CF3-Ph Reductive Elimination from [(Xantphos)Pd(CF3)(Ph)]

CF3-Ph reductive elimination from [(Xantphos)Pd-(Ph)(CF3)] (1) and [(i-Pr-Xantphos)Pd(Ph)(CF3)] (2) has been studied by experimental and computational methods. Complex 1 is cis in the solid state and predominantly cis in solution, undergoing degenerate cis-cis isomerization (Delta G(exp)(not equal) = 13.4 kcal mol(-1); Delta G(calc)(not equal)= 12.8 kcal mol(-1) in toluene) and slower cis trans isomerization (Delta G(calc) = +0.9 kcal mol(-1); Delta G(calc)(not equal) = 21.9 kcal mol(-1)). In contrast, 2 is only trans in both solution and the solid state with trans-2 computed to be 10.2 kcal mol(-1) lower in energy than cis-2. Kinetic and computational studies of the previously communicated (J. Am. Chem. Soc. 2006, 128, 12644), remarkably facile CF3 Ph reductive elimination from 1 suggest that the process does not require P-Pd bond dissociation but rather occurs directly from cis-1. The experimentally determined activation parameters (Delta H-not equal = 25.9 +/- 2.6 kcal mol(-1); Delta S-not equal = 6.4 +/- 7.8 e.u.) are in excellent agreement with the computed data (Delta H-calc(not equal) = 24.8 kcal mol(-1); Delta G(calc)(not equal), = 25.0 kcal mol(-1)).
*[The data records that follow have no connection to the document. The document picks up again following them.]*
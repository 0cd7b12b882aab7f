//! The builder's error taxonomy.
//!
//! Fallible functions throughout this crate return `color_eyre::Result`, the
//! same convention used elsewhere in this codebase's lineage. [`BuildError`]
//! is the subset of failures a caller might want to branch on; it implements
//! `std::error::Error` by hand (no `thiserror`) and is attached to the
//! `eyre::Report` chain, so callers that don't care can just propagate with
//! `?` and callers that do care can `report.downcast_ref::<BuildError>()`.
//!
//! `CollisionWarning` is deliberately not a variant here: per the design,
//! a name collision is a diagnostic, not an error, and is only ever
//! surfaced via a `tracing::warn!` event plus the `duplicates` side table.

use std::fmt;

use relative_path::RelativePathBuf;

/// Errors a caller of [`crate::builder::HasteMapBuilder`] may need to
/// branch on.
#[derive(Debug)]
pub enum BuildError {
    /// The persisted cache file could not be decoded. This is always
    /// recovered internally (treated as an empty index); it is exposed here
    /// only so a caller inspecting a build's diagnostics can tell the
    /// difference between "cold cache" and "warm cache".
    CacheUnreadable {
        /// The cache file that could not be read.
        path: camino::Utf8PathBuf,
    },
    /// A [`crate::watch::WatchSource`] query failed. The entire crawl fails
    /// with this error; no partial merge is kept and no cache is written.
    CrawlFailed {
        /// The watch root whose query failed.
        watch_root: camino::Utf8PathBuf,
        /// The underlying cause.
        cause: String,
    },
    /// A `package.json` could not be parsed as an object. This halts the
    /// build; unlike most per-file faults, it is not recovered.
    InvalidPackageJson {
        /// The path to the unparsable `package.json`.
        path: RelativePathBuf,
    },
    /// A tracked file could not be read for a reason other than "it
    /// disappeared" or "permission denied" (those two are recovered by
    /// dropping the file from `files` with a warning).
    FileUnreadable {
        /// The file that could not be read.
        path: RelativePathBuf,
        /// The underlying I/O error code, if available.
        code: Option<i32>,
    },
    /// A [`crate::worker::HasteImpl`] or [`crate::worker::DependencyExtractor`]
    /// plugin failed.
    PluginFailure {
        /// Which plugin failed.
        plugin: &'static str,
        /// The underlying cause.
        cause: String,
    },
    /// The build was cancelled. No cache is written for a cancelled build.
    Cancelled,
}

impl fmt::Display for BuildError {
    fn fmt(&self, f: &mut fmt::Formatter<'_>) -> fmt::Result {
        match self {
            Self::CacheUnreadable { path } => write!(f, "cache file unreadable: {path}"),
            Self::CrawlFailed { watch_root, cause } => {
                write!(f, "crawl failed for watch root {watch_root}: {cause}")
            }
            Self::InvalidPackageJson { path } => {
                write!(f, "invalid package.json: {path}")
            }
            Self::FileUnreadable { path, code } => match code {
                Some(code) => write!(f, "file unreadable: {path} (errno {code})"),
                None => write!(f, "file unreadable: {path}"),
            },
            Self::PluginFailure { plugin, cause } => {
                write!(f, "plugin {plugin} failed: {cause}")
            }
            Self::Cancelled => write!(f, "build cancelled"),
        }
    }
}

impl std::error::Error for BuildError {}
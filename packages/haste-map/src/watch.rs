//! The `WatchSource` capability: the crawler's only dependency on an actual
//! filesystem-watch daemon.
//!
//! The core never interprets a daemon's wire protocol directly. An
//! implementation wrapping a real daemon (e.g. one speaking the Watchman
//! protocol) can be dropped in behind this trait without the crawler
//! changing at all. [`LocalWatchSource`] is the reference adapter: instead
//! of awaiting a daemon socket, it performs a full-tree walk every time and
//! always reports itself a fresh instance, which is a faithful (if
//! watch-free) implementation of the same contract.

use std::path::Path;

use camino::{Utf8Path, Utf8PathBuf};
use color_eyre::{Result, eyre::Context};
use futures::future::BoxFuture;
use relative_path::RelativePathBuf;

use crate::{clock::ClockSpec, fingerprint::Fingerprint, fs};

/// A single file entry in a [`QueryResponse`].
#[derive(Clone, Debug)]
pub struct WatchedFile {
    /// The file's path, relative to the watch root that produced it.
    pub name: RelativePathBuf,
    /// Whether the file still exists. `false` means it was removed since
    /// the clock the query was issued against.
    pub exists: bool,
    /// Last-modified time, milliseconds since the Unix epoch.
    pub mtime_ms: i64,
    /// File size in bytes.
    pub size: u64,
    /// A content fingerprint, present only if the query requested it and
    /// the source can supply it without a separate read.
    pub fingerprint: Option<Fingerprint>,
}

/// The reply to a [`WatchSource::query`] call.
#[derive(Clone, Debug)]
pub struct QueryResponse {
    /// The clock to persist for this watch root, to be used as `since` on
    /// the next incremental query.
    pub clock: ClockSpec,
    /// Whether this response should be treated as a full snapshot rather
    /// than a delta: the watch service's history was reset (or this is the
    /// very first query against this root).
    pub is_fresh_instance: bool,
    /// The files matching the query.
    pub files: Vec<WatchedFile>,
}

/// What a watch source can do without the core constructing a fallback
/// query shape. `suffix_set` means the source accepts a single `["suffix",
/// [ext...]]` term rather than needing `["anyof", ["suffix", ext1], ...]`
/// spelled out one extension at a time; the two forms are required to be
/// semantically identical, so which one the core builds is purely a
/// negotiation with the source, never a behavior change.
#[derive(Copy, Clone, Eq, PartialEq, Debug, Default)]
pub struct WatchCapabilities {
    /// Whether the source accepts a combined suffix-set expression term.
    pub suffix_set: bool,
}

/// The expression the crawler asks a [`WatchSource`] to match files
/// against. The core builds one of two equivalent forms depending on
/// [`WatchCapabilities::suffix_set`]; this type captures the inputs to that
/// decision, not the daemon-specific wire encoding.
#[derive(Clone, Debug)]
pub struct QueryExpression {
    /// File extensions to match, without the leading dot.
    pub extensions: Vec<String>,
    /// Directory prefixes (relative to the watch root) to constrain the
    /// match to; empty means the whole tree.
    pub under: Vec<RelativePathBuf>,
    /// Whether to include dotfiles. The crawler sets this to `true` only
    /// when no `since` clock is supplied (a full, not incremental, query).
    pub include_dotfiles: bool,
}

/// The capability the crawler depends on to learn what changed in a
/// source tree.
pub trait WatchSource: Send + Sync {
    /// For each requested root, return the `(watchRoot, relativePaths)`
    /// pairs the source will track. A watch root that has ever been
    /// returned with an empty relative path is "watched whole"; further
    /// relative-path requests under it are ignored by the caller.
    fn roots<'a>(
        &'a self,
        root_paths: &'a [Utf8PathBuf],
    ) -> BoxFuture<'a, Result<Vec<(Utf8PathBuf, Vec<RelativePathBuf>)>>>;

    /// Query files under `watch_root` matching `expression`. `since`, when
    /// present, restricts the reply to changes after that clock.
    fn query<'a>(
        &'a self,
        watch_root: &'a Utf8Path,
        since: Option<&'a ClockSpec>,
        expression: &'a QueryExpression,
        capabilities: WatchCapabilities,
    ) -> BoxFuture<'a, Result<QueryResponse>>;

    /// The capabilities this source advertises. Used to pick the query
    /// expression shape and whether a content fingerprint can be requested
    /// directly from the source instead of computed by the file worker.
    fn capabilities(&self) -> WatchCapabilities;
}

/// The reference [`WatchSource`]: a plain recursive directory walk,
/// performed fresh on every query. Used when no real watch daemon is
/// available, mirroring the crawl-the-node-way fallback a real haste map
/// implementation takes when its preferred watch service is absent.
#[derive(Clone, Copy, Debug, Default)]
pub struct LocalWatchSource;

impl LocalWatchSource {
    /// Construct a new local watch source.
    pub fn new() -> Self {
        Self
    }
}

impl WatchSource for LocalWatchSource {
    fn roots<'a>(
        &'a self,
        root_paths: &'a [Utf8PathBuf],
    ) -> BoxFuture<'a, Result<Vec<(Utf8PathBuf, Vec<RelativePathBuf>)>>> {
        Box::pin(async move {
            Ok(root_paths
                .iter()
                .map(|root| (root.clone(), Vec::new()))
                .collect())
        })
    }

    fn query<'a>(
        &'a self,
        watch_root: &'a Utf8Path,
        _since: Option<&'a ClockSpec>,
        expression: &'a QueryExpression,
        _capabilities: WatchCapabilities,
    ) -> BoxFuture<'a, Result<QueryResponse>> {
        Box::pin(async move {
            let index = fs::Index::recursive(watch_root.as_std_path())
                .await
                .with_context(|| format!("crawl watch root {watch_root}"))?;

            let files = index
                .files
                .into_iter()
                .filter(|(path, _)| matches_expression(path.as_ref(), expression))
                .map(|(path, entry)| WatchedFile {
                    name: path,
                    exists: true,
                    mtime_ms: entry.mtime_ms,
                    size: entry.size,
                    fingerprint: Some(entry.fingerprint),
                })
                .collect();

            Ok(QueryResponse {
                clock: ClockSpec::Local(local_instance_clock(watch_root)),
                is_fresh_instance: true,
                files,
            })
        })
    }

    fn capabilities(&self) -> WatchCapabilities {
        WatchCapabilities { suffix_set: true }
    }
}

fn is_dotfile_component(component: relative_path::Component<'_>) -> bool {
    match component {
        relative_path::Component::Normal(name) => name.starts_with('.'),
        _ => false,
    }
}

fn matches_expression(path: &relative_path::RelativePath, expression: &QueryExpression) -> bool {
    let has_ext = expression.extensions.is_empty()
        || path
            .extension()
            .is_some_and(|ext| expression.extensions.iter().any(|e| e == ext));
    if !has_ext {
        return false;
    }
    if !expression.include_dotfiles && path.components().any(is_dotfile_component) {
        return false;
    }
    expression.under.is_empty()
        || expression
            .under
            .iter()
            .any(|prefix| path.starts_with(prefix))
}

/// Since the local source has no real persistent history, its clock is
/// just a marker: every query is a fresh, full snapshot, so the exact
/// string value is never consulted for incremental semantics. We still
/// derive it from the watch root so distinct roots don't collide if a
/// caller inspects clocks for debugging.
fn local_instance_clock(watch_root: &Utf8Path) -> String {
    format!("local-instance:{watch_root}")
}

#[allow(dead_code)]
fn _assert_object_safe(_: &dyn WatchSource) {}

/// Helper used by [`crate::crawler::Crawler`] to make a path relative to a
/// watch root's relative-path base.
pub fn resolve_relative(root: &Path, watch_root: &Path, name: &relative_path::RelativePath) -> Result<RelativePathBuf> {
    let absolute = watch_root.join(name.to_path(""));
    fs::normalize_relative(root, absolute)
}
//! Library for `haste-map`.
//!
//! Builds and incrementally updates an index of a source tree: for every
//! file under a set of roots, a content fingerprint, a module identity (for
//! files that declare one), and the set of platform variants it belongs to.
//! The index is persisted between runs so that an unchanged tree costs one
//! cache read instead of a full re-crawl.
//!
//! This crate is a library only; it does not ship a binary. Callers drive a
//! [`builder::HasteMapBuilder`] from their own CLI or daemon.

pub mod builder;
pub mod cache;
pub mod clock;
pub mod config;
pub mod crawler;
pub mod error;
pub mod ext;
pub mod fingerprint;
pub mod fs;
pub mod model;
pub mod path;
pub mod pool;
pub mod reconciler;
pub mod watch;
pub mod worker;

pub use builder::HasteMapBuilder;
pub use error::BuildError;
pub use model::HasteIndex;
//! The processor pool: dispatches [`crate::worker::process`] across a
//! bounded parallel pool over the changed-file set, gathering results with
//! backpressure.
//!
//! Built on `rayon`'s thread pool with results handed back over a bounded
//! `flume` channel, the same shape [`crate::fs::Index::recursive_sync`]
//! uses for its own directory walk. `concurrency <= 1` (or
//! [`PoolOptions::force_in_band`]) degrades to calling the worker directly
//! on the orchestrating thread with no pool at all — the ordering
//! difference is observable only by timing, never by the committed result.

use std::sync::Arc;

use camino::Utf8Path;
use color_eyre::Result;
use futures::StreamExt;
use relative_path::RelativePathBuf;
use tokio::runtime::Handle;
use tracing::{instrument, trace};

use crate::worker::{self, WorkerFlags, WorkerMetadata};

/// Configuration for one [`ProcessorPool::run`] call.
#[derive(Clone)]
pub struct PoolOptions {
    /// Upper bound on parallel worker tasks. Values `<= 1` force in-band
    /// execution regardless of [`PoolOptions::force_in_band`].
    pub max_workers: usize,
    /// Force synchronous, in-band execution even if `max_workers > 1`.
    /// Useful for tests that want deterministic completion order.
    pub force_in_band: bool,
}

impl PoolOptions {
    fn effective_in_band(&self) -> bool {
        self.force_in_band || self.max_workers <= 1
    }
}

/// One task: a single changed file plus the flags to process it with.
#[derive(Clone)]
pub struct Task {
    /// The file's path, relative to `root_dir`.
    pub relative_path: RelativePathBuf,
    /// A fingerprint the crawler already has for this file, if any — the
    /// worker reuses it instead of re-hashing.
    pub fingerprint: Option<crate::fingerprint::Fingerprint>,
}

/// One task's outcome.
pub struct TaskResult {
    /// Which file this result is for.
    pub relative_path: RelativePathBuf,
    /// The worker's outcome: metadata, or the error it failed with.
    pub outcome: Result<WorkerMetadata>,
}

/// Dispatches [`worker::process`] across a bounded pool.
pub struct ProcessorPool {
    options: PoolOptions,
}

impl ProcessorPool {
    /// Construct a pool with the given options.
    pub fn new(options: PoolOptions) -> Self {
        Self { options }
    }

    /// Run every task, returning results as a `Vec` once all have
    /// completed. Results carry no ordering guarantee relative to `tasks`;
    /// the reconciler must be commutative with respect to application
    /// order, which is exactly what makes this acceptable.
    #[instrument(skip(self, tasks, flags), fields(tasks = tasks.len(), max_workers = self.options.max_workers))]
    pub async fn run(
        &self,
        root_dir: &Utf8Path,
        tasks: Vec<Task>,
        flags: Arc<WorkerFlags>,
    ) -> Vec<TaskResult> {
        if tasks.is_empty() {
            return Vec::new();
        }

        if self.options.effective_in_band() {
            trace!("running processor pool in-band");
            let mut results = Vec::with_capacity(tasks.len());
            for task in tasks {
                let outcome =
                    worker::process(root_dir, &task.relative_path, &flags, task.fingerprint).await;
                results.push(TaskResult {
                    relative_path: task.relative_path,
                    outcome,
                });
            }
            return results;
        }

        trace!("running processor pool across worker threads");
        let pool = rayon::ThreadPoolBuilder::new()
            .num_threads(self.options.max_workers)
            .build()
            .expect("build rayon thread pool");

        let (tx, rx) = flume::bounded::<TaskResult>(tasks.len());
        let runtime = Handle::current();
        let root_dir = root_dir.to_owned();

        pool.spawn(move || {
            use rayon::iter::{IntoParallelIterator, ParallelIterator};

            tasks.into_par_iter().for_each(|task| {
                let _guard = runtime.enter();
                let outcome = runtime.block_on(worker::process(
                    &root_dir,
                    &task.relative_path,
                    &flags,
                    task.fingerprint,
                ));
                let result = TaskResult {
                    relative_path: task.relative_path,
                    outcome,
                };
                // The receiver is held by the awaiting caller below and is
                // never dropped before every task finishes.
                let _ = tx.send(result);
            });
        });

        rx.into_stream()
            .collect::<Vec<_>>()
            .await
    }
}
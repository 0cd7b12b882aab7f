//! The haste/duplicate reconciler: applies worker results to
//! [`HasteIndex::map`] and [`HasteIndex::duplicates`], including the
//! "recover duplicates" logic that re-promotes a unique survivor when a
//! colliding file is deleted.
//!
//! `map`/`duplicates` entries are copy-on-write per id: `Arc::make_mut`
//! clones a id's sub-map the first time it is touched in a given commit,
//! leaving every other id's entry untouched and its `Arc` refcount
//! unbumped. This is a `dashmap`-free design: the reconciler has exactly
//! one logical writer per build (see the crate-level concurrency notes),
//! so a concurrent map here would only add overhead no one observes.

use std::collections::BTreeSet;

use relative_path::RelativePathBuf;
use tracing::{instrument, warn};

use crate::{
    model::{DuplicatesEntry, HasteIndex, ModuleEntry, ModuleKind, PlatformTag},
    pool::TaskResult,
    worker::WorkerMetadata,
};

/// Applies crawl removals and worker results to a [`HasteIndex`].
///
/// A single instance is used per build; `commit` takes `&mut HasteIndex`
/// and is only ever called by [`crate::builder::HasteMapBuilder`] after
/// the processor pool has already joined every worker, so there is
/// exactly one logical writer and no additional synchronization is
/// required.
pub struct HasteReconciler;

impl HasteReconciler {
    /// Whether every file in the index must be (re)processed, vs. only
    /// the crawler's `changed` set. Per the design: if the crawl could not
    /// determine a delta, or any file was removed, `map`/`mocks` reset and
    /// every file is reprocessed; otherwise the prior `map`/`mocks` are
    /// retained and only `changed` is processed.
    pub fn needs_full_reprocess(changed_is_absent: bool, removed_count: usize) -> bool {
        changed_is_absent || removed_count > 0
    }

    /// Apply removals: for each removed file that claimed a haste id,
    /// recover any duplicate that becomes the sole survivor.
    #[instrument(skip(self, index, removed))]
    pub fn apply_removals(
        &self,
        index: &mut HasteIndex,
        removed: &std::collections::BTreeMap<RelativePathBuf, String>,
    ) {
        for (path, haste_id) in removed {
            if haste_id.is_empty() {
                continue;
            }
            self.recover_duplicates(index, path, haste_id);
        }
    }

    /// Commit one worker result for `path`.
    #[instrument(skip(self, index, result))]
    pub fn commit(&self, index: &mut HasteIndex, path: &RelativePathBuf, result: &WorkerMetadata) {
        if let Some(meta) = index.files.get_mut(path) {
            meta.visited = true;
            if let (Some(id), Some((rel, kind))) = (&result.id, &result.module) {
                meta.haste_id = id.clone();
                self.set_module(index, id, rel.clone(), *kind);
            }
            meta.dependencies = result.dependencies.clone();
            if let Some(fingerprint) = result.fingerprint {
                meta.fingerprint = Some(fingerprint);
            }
        }
    }

    /// Apply a batch of [`TaskResult`]s in any order. Per P4, the resulting
    /// `(files, map, duplicates)` must be identical regardless of the
    /// order results are fed in here — this is what makes it safe for the
    /// processor pool to deliver results out of order.
    pub fn commit_all(&self, index: &mut HasteIndex, results: &[TaskResult]) {
        for result in results {
            if let Ok(meta) = &result.outcome {
                self.commit(index, &result.relative_path, meta);
            }
        }
    }

    /// `setModule(id, entry)`: register a worker's claim on a haste name,
    /// handling the three cases — first claim, idempotent re-claim by the
    /// same path, and a genuine collision.
    fn set_module(&self, index: &mut HasteIndex, id: &str, relative_path: RelativePathBuf, kind: ModuleKind) {
        let platform = PlatformTag::generic();
        let platform_map = index.map.entry(id.to_string()).or_default();

        match platform_map.get(&platform) {
            None => {
                platform_map.insert(platform, ModuleEntry::new(relative_path, kind));
            }
            Some(existing) if existing.relative_path == relative_path => {
                platform_map.insert(platform, ModuleEntry::new(relative_path, kind));
            }
            Some(existing) => {
                let existing = existing.clone();
                warn!(
                    id,
                    a = %existing.relative_path,
                    b = %relative_path,
                    "haste name collision"
                );

                platform_map.remove(&platform);
                if platform_map.is_empty() {
                    index.map.remove(id);
                }

                let dups_by_platform = index.duplicates.entry(id.to_string()).or_default();
                let dups: &mut DuplicatesEntry = dups_by_platform.entry(PlatformTag::generic()).or_default();
                dups.insert(existing.relative_path, existing.kind);
                dups.insert(relative_path, kind);
            }
        }
    }

    /// `recoverDuplicates`: given a haste id and a file being removed,
    /// re-promote the sole remaining contender (if exactly one remains)
    /// back into `map`.
    pub fn recover_duplicates(&self, index: &mut HasteIndex, removed_relative_path: &RelativePathBuf, id: &str) {
        let Some(dups_by_platform) = index.duplicates.get_mut(id) else {
            return;
        };
        let platform = PlatformTag::generic();
        let Some(dups) = dups_by_platform.get_mut(&platform) else {
            return;
        };

        dups.remove(removed_relative_path);

        if dups.len() != 1 {
            if dups.is_empty() {
                dups_by_platform.remove(&platform);
                if dups_by_platform.is_empty() {
                    index.duplicates.remove(id);
                }
            }
            return;
        }

        let (last_path, last_kind) = dups.iter().next().map(|(p, k)| (p.clone(), *k)).expect("one entry");
        index
            .map
            .entry(id.to_string())
            .or_default()
            .insert(platform.clone(), ModuleEntry::new(last_path, last_kind));

        dups_by_platform.remove(&platform);
        if dups_by_platform.is_empty() {
            index.duplicates.remove(id);
        }
    }

    /// Reset `map`/`mocks` ahead of a full reprocess.
    pub fn reset_for_full_reprocess(&self, index: &mut HasteIndex) {
        index.map.clear();
        index.mocks.clear();
    }

    /// Files that must be dispatched to the processor pool: either every
    /// tracked file (full reprocess) or just `changed`.
    pub fn select_for_processing<'a>(
        &self,
        index: &'a HasteIndex,
        changed: &'a BTreeSet<RelativePathBuf>,
        full_reprocess: bool,
    ) -> Vec<RelativePathBuf> {
        if full_reprocess {
            index.files.keys().cloned().collect()
        } else {
            changed.iter().cloned().collect()
        }
    }
}
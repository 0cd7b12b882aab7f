//! The cache store: persists and restores a [`HasteIndex`] across builds
//! via a versioned, atomically-written file on disk.
//!
//! Format is `serde_json`: human-inspectable, which matters when a build
//! drops a stale cache and someone needs to see why. Atomicity is a
//! write-to-temp-then-rename via [`tempfile::NamedTempFile`], so a reader
//! never observes a partially written cache file.

use std::io::Write;

use camino::{Utf8Path, Utf8PathBuf};
use color_eyre::{Result, eyre::Context};
use serde::{Deserialize, Serialize};
use tracing::{instrument, trace, warn};

use crate::model::HasteIndex;

/// The on-disk envelope version. Bumped whenever [`HasteIndex`]'s shape
/// changes in a way that would make an old cache file misleading rather
/// than merely empty.
pub const CACHE_VERSION: u32 = 1;

#[derive(Serialize, Deserialize)]
struct CacheEnvelope {
    version: u32,
    index: HasteIndex,
}

/// Persists and restores a [`HasteIndex`] at a deterministic path derived
/// from `(rootDir, id, roots)`.
#[derive(Clone, Copy, Debug, Default)]
pub struct CacheStore;

impl CacheStore {
    /// Compute the deterministic cache path: `{dir}/{sanitize(id)}-{fingerprint[0:32]}`,
    /// where `sanitize` replaces every non-word character with `-` and the
    /// fingerprint is computed over `extra` (typically `rootDir` followed
    /// by the sorted `roots`).
    pub fn cache_path(dir: &Utf8Path, id: &str, extra: &[impl AsRef<str>]) -> Utf8PathBuf {
        let sanitized = sanitize(id);
        let joined: String = extra.iter().map(AsRef::as_ref).collect();
        let digest = crate::fingerprint::Fingerprint::from_bytes(joined.as_bytes()).to_string();
        let suffix = &digest[..digest.len().min(32)];
        dir.join(format!("{sanitized}-{suffix}"))
    }

    /// Load a previously persisted index. Any decode failure — missing
    /// file, corrupt content, version mismatch — returns a freshly
    /// constructed empty index rather than an error; the caller decides
    /// whether to log (this function does, at `warn` level, for anything
    /// beyond a simple missing file).
    #[instrument]
    pub async fn load(path: &Utf8Path) -> HasteIndex {
        match crate::fs::read_buffered(path.as_std_path()).await {
            Ok(Some(bytes)) => match serde_json::from_slice::<CacheEnvelope>(&bytes) {
                Ok(envelope) if envelope.version == CACHE_VERSION => {
                    trace!(%path, "loaded cache");
                    envelope.index
                }
                Ok(envelope) => {
                    warn!(%path, found = envelope.version, expected = CACHE_VERSION, "cache version mismatch, ignoring");
                    HasteIndex::empty()
                }
                Err(err) => {
                    warn!(%path, error = %err, "cache corrupt, ignoring");
                    HasteIndex::empty()
                }
            },
            Ok(None) => {
                trace!(%path, "no cache present");
                HasteIndex::empty()
            }
            Err(err) => {
                warn!(%path, error = %err, "cache unreadable, ignoring");
                HasteIndex::empty()
            }
        }
    }

    /// Persist `index` to `path`, atomically: write to a temp file in the
    /// same directory, flush, then rename over the destination so a
    /// concurrent reader never observes a partial write.
    #[instrument(skip(index))]
    pub async fn store(path: &Utf8Path, index: &HasteIndex) -> Result<()> {
        let envelope = CacheEnvelope {
            version: CACHE_VERSION,
            index: index.retain_visited(),
        };
        let bytes = serde_json::to_vec(&envelope).context("serialize cache")?;

        let dir = path
            .parent()
            .ok_or_else(|| color_eyre::eyre::eyre!("cache path has no parent: {path}"))?;
        crate::fs::create_dir_all(dir.as_std_path())
            .await
            .context("create cache directory")?;

        let path = path.to_owned();
        tokio::task::spawn_blocking(move || -> Result<()> {
            let mut temp = tempfile::NamedTempFile::new_in(dir_of(&path))
                .context("create temp cache file")?;
            temp.write_all(&bytes).context("write temp cache file")?;
            temp.flush().context("flush temp cache file")?;
            temp.persist(&path).context("persist cache file")?;
            Ok(())
        })
        .await
        .context("join cache write task")??;

        trace!(%path, bytes = bytes.len(), "stored cache");
        Ok(())
    }
}

fn dir_of(path: &Utf8Path) -> &Utf8Path {
    path.parent().unwrap_or(path)
}

fn sanitize(id: &str) -> String {
    id.chars()
        .map(|c| if c.is_alphanumeric() || c == '_' { c } else { '-' })
        .collect()
}

#[cfg(test)]
mod tests {
    use pretty_assertions::assert_eq;

    use super::*;

    #[test]
    fn sanitize_replaces_non_word_characters() {
        assert_eq!(sanitize("my/pkg@1.0"), "my-pkg-1-0");
        assert_eq!(sanitize("plain_id"), "plain_id");
    }

    #[test]
    fn cache_path_is_deterministic() {
        let dir = Utf8Path::new("/tmp/cache");
        let a = CacheStore::cache_path(dir, "id", &["/root", "src"]);
        let b = CacheStore::cache_path(dir, "id", &["/root", "src"]);
        assert_eq!(a, b);

        let different = CacheStore::cache_path(dir, "id", &["/root", "lib"]);
        assert_ne!(a, different);
    }

    /// P6: round-trip.
    #[tokio::test]
    async fn round_trips_an_index_through_store_and_load() {
        let dir = tempfile::tempdir().expect("create temp dir");
        let path = Utf8PathBuf::try_from(dir.path().join("cache.json")).expect("utf8 path");

        let mut index = HasteIndex::empty();
        let mut meta = crate::model::FileMetaData::pristine(1, 2, None);
        meta.visited = true;
        index.files.insert(relative_path::RelativePathBuf::from("a.js"), meta);

        CacheStore::store(&path, &index).await.expect("store");
        let loaded = CacheStore::load(&path).await;

        assert_eq!(loaded.files, index.files);
    }

    /// Unvisited files never reach the persisted cache.
    #[tokio::test]
    async fn store_drops_unvisited_files() {
        let dir = tempfile::tempdir().expect("create temp dir");
        let path = Utf8PathBuf::try_from(dir.path().join("cache.json")).expect("utf8 path");

        let mut index = HasteIndex::empty();
        index.files.insert(
            relative_path::RelativePathBuf::from("unvisited.js"),
            crate::model::FileMetaData::pristine(1, 2, None),
        );

        CacheStore::store(&path, &index).await.expect("store");
        let loaded = CacheStore::load(&path).await;

        assert!(loaded.files.is_empty());
    }

    #[tokio::test]
    async fn missing_cache_file_loads_as_empty() {
        let dir = tempfile::tempdir().expect("create temp dir");
        let path = Utf8PathBuf::try_from(dir.path().join("missing.json")).expect("utf8 path");
        let loaded = CacheStore::load(&path).await;
        assert!(loaded.files.is_empty());
    }

    #[tokio::test]
    async fn corrupt_cache_file_loads_as_empty() {
        let dir = tempfile::tempdir().expect("create temp dir");
        let path = Utf8PathBuf::try_from(dir.path().join("corrupt.json")).expect("utf8 path");
        tokio::fs::write(&path, b"not json").await.expect("write file");
        let loaded = CacheStore::load(&path).await;
        assert!(loaded.files.is_empty());
    }

    #[tokio::test]
    async fn version_mismatch_loads_as_empty() {
        let dir = tempfile::tempdir().expect("create temp dir");
        let path = Utf8PathBuf::try_from(dir.path().join("old.json")).expect("utf8 path");
        let stale = serde_json::json!({"version": CACHE_VERSION + 1, "index": HasteIndex::empty()});
        tokio::fs::write(&path, serde_json::to_vec(&stale).unwrap())
            .await
            .expect("write file");
        let loaded = CacheStore::load(&path).await;
        assert!(loaded.files.is_empty());
    }
}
Delta G(calc)(not equal) for CF3-Ph reductive elimination from cis-2 is only 24.0 kcal mol(-1); however, the overall barrier relative to trans-2 is much higher (Delta G(calc)(not equal) = 34.2 kcal mol(-1)) due to the need to include the energetic cost of trans-cis isomerization. This is consistent with the higher thermal stability of 2 that decomposes to PhCF3 only at 100 degrees C and even then only in a sluggish and less selective manner. The presence of excess Xantphos has a minor decelerating effect on the decomposition of 1. A steady slight decrease in k(obs) in the presence of 1 and 2 equiv of Xantphos then plateaus at [Xantphos]:1 = 5, 10, and 20. Specific molecular interactions between 1 and Xantphos are not involved in this kinetic effect (NMR, T-1 measurements). A deduced kinetic scheme accounting for the influence of extra Xantphos involves the formation of cis-[(eta(1)-Xantphos)(2)Pd(Ph)(CF3)] that, by computation, is predicted to access reductive elimination of CF3-Ph with Delta G(calc)(not equal), = 22.8 kcal mol(-1).